I know I should eat something but I don't want to. I'm not hungry but I can feel my stomach gently protesting the emptiness. I've eaten half a bagel, a banana and some cookies today. Wait, that's not right. Surely I've eaten more than that... no, perhaps not. I have a full yoghurt container of spaghetti sauce that I don't want to eat. The thought of it grosses me out.

I miss going over to X's house for perogies before salsa class. I miss having people to eat out with. I miss West coast sushi. I miss enjoying the taste and smell of food.

I don't really feel like doing anything anymore. I did manage to get some stuff done today though.

I bought some maple syrup to take down to B on Friday. Apparently it is expensive in the Bahamas. While I was at the St Lawrence Market, I ran into a coworker and his girlfriend which was kinda nice. He kept saying how weird it was to run into me, even though I live in the neighbourhood, which made it even funnier.

I also bought some art from a little man named Rob. I believe in buying art when you see something you like. Provided you can afford it, of course. Today, I spent $100 for what is essentially a triptych. I suppose I could attach a photo of it here.


It's on the top shelf of my living room and I'm short which is the reason for the funny angle. The $100 is not exactly within my budget right now, especially since I'm going to the Bahamas next week and I will probably wish that I had the money to spend there. But the last time I fell in love with art at first sight but decided not to buy it on the basis of cost, I regretted it. It still haunts me and I wonder where the Indian princess with the hookah pipe at night is right now.

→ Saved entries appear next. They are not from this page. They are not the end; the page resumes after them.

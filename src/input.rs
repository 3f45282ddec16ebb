use crate::constants::EXIT_HOTKEY;
use crate::hotkey::{parse_hotkey, ComboTracker, Hotkey, KeyCode};
use crate::messages::InputEvent;
use crate::selection::Point;

/// Turns raw hook callbacks into [`InputEvent`]s.
///
/// Keys without a printable alphanumeric character produce nothing beyond
/// feeding the exit-combination tracker.
#[derive(Debug, Clone)]
pub struct InputTranslator {
    exit: ComboTracker,
}

impl Default for InputTranslator {
    fn default() -> Self {
        Self::new(default_exit_hotkey())
    }
}

pub fn default_exit_hotkey() -> Hotkey {
    parse_hotkey(EXIT_HOTKEY).unwrap_or(Hotkey {
        key: KeyCode::Char('x'),
        ctrl: true,
        shift: false,
        alt: true,
    })
}

impl InputTranslator {
    pub fn new(exit_hotkey: Hotkey) -> Self {
        Self {
            exit: ComboTracker::new(exit_hotkey),
        }
    }

    pub fn key_press(&mut self, key: KeyCode) -> Vec<InputEvent> {
        let mut events = Vec::new();
        if self.exit.press(key) {
            events.push(InputEvent::ExitRequested);
        }
        if let Some(c) = key.printable() {
            events.push(InputEvent::KeyPressed(c));
        }
        events
    }

    pub fn key_release(&mut self, key: KeyCode) -> Option<InputEvent> {
        self.exit.release(key);
        key.printable().map(InputEvent::KeyReleased)
    }

    pub fn pointer_moved(&self, x: f64, y: f64) -> InputEvent {
        InputEvent::PointerMoved(Point::new(x, y))
    }

    pub fn button_pressed(&self) -> InputEvent {
        InputEvent::MouseClicked
    }
}

#[cfg(test)]
mod tests {
    use super::*;

    #[test]
    fn printable_keys_become_char_events() {
        let mut translator = InputTranslator::default();
        assert_eq!(
            translator.key_press(KeyCode::Char('f')),
            vec![InputEvent::KeyPressed('f')]
        );
        assert_eq!(
            translator.key_release(KeyCode::Char('f')),
            Some(InputEvent::KeyReleased('f'))
        );
    }

    #[test]
    fn modifier_only_keys_are_ignored() {
        let mut translator = InputTranslator::default();
        assert!(translator.key_press(KeyCode::Shift).is_empty());
        assert!(translator.key_press(KeyCode::Other).is_empty());
        assert_eq!(translator.key_release(KeyCode::Shift), None);
    }

    #[test]
    fn exit_combo_is_reported_before_the_char() {
        let mut translator = InputTranslator::default();
        translator.key_press(KeyCode::Control);
        translator.key_press(KeyCode::Alt);
        assert_eq!(
            translator.key_press(KeyCode::Char('x')),
            vec![InputEvent::ExitRequested, InputEvent::KeyPressed('x')]
        );
    }

    #[test]
    fn default_exit_hotkey_is_ctrl_alt_x() {
        let hotkey = default_exit_hotkey();
        assert_eq!(hotkey.key, KeyCode::Char('x'));
        assert!(hotkey.ctrl && hotkey.alt && !hotkey.shift);
    }
}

What else did I do today? I reviewed an undergraduate thesis that my supervisor told me he thought was very good. I'm not sure why. It's good for an undergrad perhaps, but overall it's a bit weak. Especially on the language and the analysis of results. I reviewed some journal articles and made a bit of progress on my thesis concept. When I say progress, I mean, "wow, there is so much that I don't know and I wish I had paid more attention in genetics and microbiology. Oh wait, I never took genetics or microbiology! What the hell am I doing here?!"

Sigh. I should just take some cough syrup with codeine and knock myself out for the night. I wonder if I took the entire bottle, would it knock me out for all eternity? Not that I have a whole bottle left. And if it didn't, what a waste of perfectly good cough syrup.